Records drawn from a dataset

:::

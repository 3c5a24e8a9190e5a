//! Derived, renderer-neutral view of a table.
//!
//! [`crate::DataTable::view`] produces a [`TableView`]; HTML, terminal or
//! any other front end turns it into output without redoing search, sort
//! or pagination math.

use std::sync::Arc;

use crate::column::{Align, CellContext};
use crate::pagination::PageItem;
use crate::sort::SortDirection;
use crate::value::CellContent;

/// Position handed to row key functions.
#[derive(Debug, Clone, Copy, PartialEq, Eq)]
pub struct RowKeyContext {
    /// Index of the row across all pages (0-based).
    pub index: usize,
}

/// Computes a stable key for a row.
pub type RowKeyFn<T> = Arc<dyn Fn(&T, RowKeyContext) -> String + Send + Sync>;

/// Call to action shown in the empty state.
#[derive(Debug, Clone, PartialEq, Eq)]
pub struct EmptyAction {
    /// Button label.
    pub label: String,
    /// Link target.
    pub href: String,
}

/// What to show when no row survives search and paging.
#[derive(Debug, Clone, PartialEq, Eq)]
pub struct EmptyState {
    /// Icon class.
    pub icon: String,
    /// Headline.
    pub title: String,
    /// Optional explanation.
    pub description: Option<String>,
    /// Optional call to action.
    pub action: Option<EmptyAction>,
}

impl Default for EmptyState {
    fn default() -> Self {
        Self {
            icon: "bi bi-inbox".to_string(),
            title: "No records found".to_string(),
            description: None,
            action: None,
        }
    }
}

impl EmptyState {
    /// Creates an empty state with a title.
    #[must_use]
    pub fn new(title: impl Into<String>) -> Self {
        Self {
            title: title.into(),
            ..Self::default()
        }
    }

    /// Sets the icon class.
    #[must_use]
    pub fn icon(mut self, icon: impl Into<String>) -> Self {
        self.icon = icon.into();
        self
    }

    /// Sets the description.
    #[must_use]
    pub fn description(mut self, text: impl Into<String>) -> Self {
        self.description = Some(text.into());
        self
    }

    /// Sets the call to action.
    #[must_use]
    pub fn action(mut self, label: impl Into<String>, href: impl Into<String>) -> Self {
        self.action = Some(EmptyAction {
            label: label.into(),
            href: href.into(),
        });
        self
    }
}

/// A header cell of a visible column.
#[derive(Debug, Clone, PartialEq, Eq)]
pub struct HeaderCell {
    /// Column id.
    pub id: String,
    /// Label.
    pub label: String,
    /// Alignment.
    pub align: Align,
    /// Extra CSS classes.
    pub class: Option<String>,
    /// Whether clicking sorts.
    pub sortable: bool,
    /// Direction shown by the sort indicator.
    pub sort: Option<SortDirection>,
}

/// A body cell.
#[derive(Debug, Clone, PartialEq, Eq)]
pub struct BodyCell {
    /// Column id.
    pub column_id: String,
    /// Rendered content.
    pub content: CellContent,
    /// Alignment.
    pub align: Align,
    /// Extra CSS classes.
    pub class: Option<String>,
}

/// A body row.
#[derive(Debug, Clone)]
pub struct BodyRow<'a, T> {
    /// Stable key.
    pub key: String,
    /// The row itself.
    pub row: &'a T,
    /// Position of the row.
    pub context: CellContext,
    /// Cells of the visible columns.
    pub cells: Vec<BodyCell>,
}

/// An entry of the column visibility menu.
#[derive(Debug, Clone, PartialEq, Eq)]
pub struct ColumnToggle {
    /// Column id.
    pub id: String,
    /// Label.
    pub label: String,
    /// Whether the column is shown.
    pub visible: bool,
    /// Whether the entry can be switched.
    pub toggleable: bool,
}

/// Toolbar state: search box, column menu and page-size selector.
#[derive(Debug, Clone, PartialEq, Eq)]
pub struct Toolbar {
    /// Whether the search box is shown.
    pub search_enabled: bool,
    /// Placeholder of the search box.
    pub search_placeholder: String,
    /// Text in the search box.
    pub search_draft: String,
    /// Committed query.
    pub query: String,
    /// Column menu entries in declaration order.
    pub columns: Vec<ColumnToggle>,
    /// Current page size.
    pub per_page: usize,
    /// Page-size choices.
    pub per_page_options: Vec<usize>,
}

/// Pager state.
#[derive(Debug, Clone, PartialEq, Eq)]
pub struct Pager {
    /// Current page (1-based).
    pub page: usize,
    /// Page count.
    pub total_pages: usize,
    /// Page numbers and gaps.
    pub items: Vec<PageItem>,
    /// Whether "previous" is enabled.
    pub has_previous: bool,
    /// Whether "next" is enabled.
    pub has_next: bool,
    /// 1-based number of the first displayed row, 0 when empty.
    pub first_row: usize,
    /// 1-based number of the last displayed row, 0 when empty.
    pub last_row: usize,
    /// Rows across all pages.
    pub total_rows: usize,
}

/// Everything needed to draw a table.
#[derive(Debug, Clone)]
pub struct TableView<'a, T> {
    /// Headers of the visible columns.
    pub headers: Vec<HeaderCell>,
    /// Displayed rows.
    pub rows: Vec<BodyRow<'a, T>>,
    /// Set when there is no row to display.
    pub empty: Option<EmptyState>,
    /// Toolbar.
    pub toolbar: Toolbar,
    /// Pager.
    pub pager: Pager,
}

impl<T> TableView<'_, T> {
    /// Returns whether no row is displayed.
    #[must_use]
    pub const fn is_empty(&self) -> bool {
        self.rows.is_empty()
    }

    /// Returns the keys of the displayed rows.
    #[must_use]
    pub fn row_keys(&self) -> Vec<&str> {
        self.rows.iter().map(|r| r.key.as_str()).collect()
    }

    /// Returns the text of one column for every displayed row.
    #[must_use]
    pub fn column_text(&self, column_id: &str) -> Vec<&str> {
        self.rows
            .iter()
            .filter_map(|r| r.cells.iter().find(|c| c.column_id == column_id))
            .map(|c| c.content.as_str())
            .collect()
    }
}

:::

* EXERCISE DETAILS
From the data above, count the lines where "SortDirection" occurs and give that figure and nothing else.

* EXERCISE ANSWER
2